9. The apparatus of claim 8, wherein the nozzle assembly comprises: an air nozzle configured to receive the compressed air therethrough; anda water nozzle spaced apart from the air nozzle, the water nozzle configured to receive the water therethrough.

10. The apparatus of claim 9, wherein the air nozzle is connected to an air tank in which the compressed air is stored, and the water nozzle is connected to a water tank in which the water is stored, the apparatus further comprising a valve installed between the air nozzle and the air tank and a valve installed between the water nozzle and the water tank, each of the valves being configured to be opened and closed by the controller.

11. The apparatus of claim 9, wherein the air nozzle is configured to generate bubbles under the water when the cleaning bath is filled with the water, the air nozzle being configured to spray the bubbles so that a point at which the bubbles contact an inner surface of the metal filter is higher than a point at which the bubbles are generated by the air nozzle.

12. The apparatus of claim 8, further comprising a gripper that is configured to be coupled to an upper end of the metal filter, the gripper being configured to rotate the metal filter when one of the nozzles enters the metal filter.

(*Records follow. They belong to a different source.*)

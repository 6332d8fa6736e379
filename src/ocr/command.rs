//! Child-process runner shared by the pipeline and the viewer.

use std::ffi::OsStr;
use std::process::Stdio;
use std::time::Duration;
use tokio::process::Command;
use tracing::debug;

use crate::config::CommandSpec;
use crate::error::JobError;

/// Captured output of a successful run.
#[derive(Debug, Clone, Default)]
pub struct CommandOutput {
    pub stdout: String,
    pub stderr: String,
}

/// Run `spec` followed by `extra_args`, waiting at most `deadline`.
///
/// The child runs in its own process group. If the returned future is
/// dropped or the deadline passes, the whole group is killed, so helpers the
/// child started die with it. A non-zero exit becomes [`JobError::Pipeline`]
/// carrying stderr.
pub async fn run<I, S>(
    tool: &'static str,
    spec: &CommandSpec,
    extra_args: I,
    deadline: Option<Duration>,
) -> Result<CommandOutput, JobError>
where
    I: IntoIterator<Item = S>,
    S: AsRef<OsStr>,
{
    let mut command = Command::new(&spec.program);
    command
        .args(&spec.args)
        .args(extra_args)
        .stdin(Stdio::null())
        .stdout(Stdio::piped())
        .stderr(Stdio::piped())
        .kill_on_drop(true);
    #[cfg(unix)]
    command.process_group(0);

    debug!("Running {}: {:?}", tool, command.as_std());

    let child = command
        .spawn()
        .map_err(|source| JobError::Spawn { tool, source })?;
    let group = ProcessGroup::of(child.id());

    let output = match deadline {
        Some(after) => tokio::time::timeout(after, child.wait_with_output())
            .await
            .map_err(|_| JobError::Timeout { tool, after })?,
        None => child.wait_with_output().await,
    }
    .map_err(|source| JobError::Spawn { tool, source })?;
    group.disarm();

    let stdout = String::from_utf8_lossy(&output.stdout).into_owned();
    let stderr = String::from_utf8_lossy(&output.stderr).into_owned();

    if !output.status.success() {
        return Err(JobError::Pipeline {
            tool,
            status: output.status.to_string(),
            stderr,
        });
    }

    Ok(CommandOutput { stdout, stderr })
}

/// Kills the child's process group on drop unless the child was reaped.
struct ProcessGroup {
    pgid: Option<i32>,
}

impl ProcessGroup {
    fn of(pid: Option<u32>) -> Self {
        Self {
            pgid: pid.and_then(|pid| i32::try_from(pid).ok()).filter(|&pid| pid > 0),
        }
    }

    /// The leader has exited and been reaped; its id may be reused.
    fn disarm(mut self) {
        self.pgid = None;
    }
}

impl Drop for ProcessGroup {
    fn drop(&mut self) {
        #[cfg(unix)]
        {
            if let Some(pgid) = self.pgid.take() {
                // SAFETY: kill(2) takes no pointers; a negative pid targets the group.
                if unsafe { libc::kill(-pgid, libc::SIGKILL) } == 0 {
                    debug!("Killed process group {}", pgid);
                }
            }
        }
    }
}

#[cfg(test)]
mod tests {
    use super::*;

    fn sh(script: &str) -> CommandSpec {
        CommandSpec::new("sh", ["-c", script, "sh"])
    }

    #[tokio::test]
    async fn test_captures_stdout_and_args() {
        let out = run("pipeline", &sh("echo \"got $1 $2\"; echo warn >&2"), ["a", "b"], None)
            .await
            .unwrap();
        assert_eq!(out.stdout, "got a b\n");
        assert_eq!(out.stderr, "warn\n");
    }

    #[tokio::test]
    async fn test_non_zero_exit_carries_stderr() {
        let err = run("pipeline", &sh("echo partial; echo 'model load failed' >&2; exit 3"), Vec::<String>::new(), None)
            .await
            .unwrap_err();
        match err {
            JobError::Pipeline { stderr, status, .. } => {
                assert_eq!(stderr, "model load failed\n");
                assert!(status.contains('3'));
            }
            other => panic!("unexpected error: {other:?}"),
        }
    }

    #[tokio::test]
    async fn test_deadline_is_a_distinct_error() {
        let err = run("viewer", &sh("sleep 5"), Vec::<String>::new(), Some(Duration::from_millis(100)))
            .await
            .unwrap_err();
        assert!(matches!(err, JobError::Timeout { tool: "viewer", .. }));
    }

    #[cfg(unix)]
    #[tokio::test]
    async fn test_deadline_kills_background_helpers() {
        let tmp = tempfile::TempDir::new().unwrap();
        let marker = tmp.path().join("helper-finished");

        let err = run(
            "pipeline",
            &sh("(sleep 1; touch \"$1\") & wait"),
            [marker.as_os_str()],
            Some(Duration::from_millis(200)),
        )
        .await
        .unwrap_err();
        assert!(matches!(err, JobError::Timeout { .. }));

        tokio::time::sleep(Duration::from_millis(1500)).await;
        assert!(!marker.exists(), "background helper outlived the timeout");
    }

    #[cfg(unix)]
    #[tokio::test]
    async fn test_dropping_the_future_kills_background_helpers() {
        let tmp = tempfile::TempDir::new().unwrap();
        let marker = tmp.path().join("helper-finished");
        let spec = sh("(sleep 1; touch \"$1\") & wait");

        let abandoned = tokio::time::timeout(
            Duration::from_millis(200),
            run("pipeline", &spec, [marker.as_os_str()], None),
        )
        .await;
        assert!(abandoned.is_err());

        tokio::time::sleep(Duration::from_millis(1500)).await;
        assert!(!marker.exists(), "background helper outlived the request");
    }

    #[tokio::test]
    async fn test_missing_program() {
        let spec = CommandSpec::new("definitely-not-a-real-binary-olmocr", Vec::<String>::new());
        let err = run("pipeline", &spec, Vec::<String>::new(), None).await.unwrap_err();
        assert!(matches!(err, JobError::Spawn { .. }));
    }
}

13. The apparatus of claim 8, wherein the cleaning bath has an open upper side and is configured to be opened and closed by a cover that is configured to cover the upper side.

14. The apparatus of claim 13, wherein the cleaning bath comprises a release valve that is configured to discharge the compressed air or the water when an internal pressure increases due to a performance of the cleaning when the cleaning bath is closed by the cover.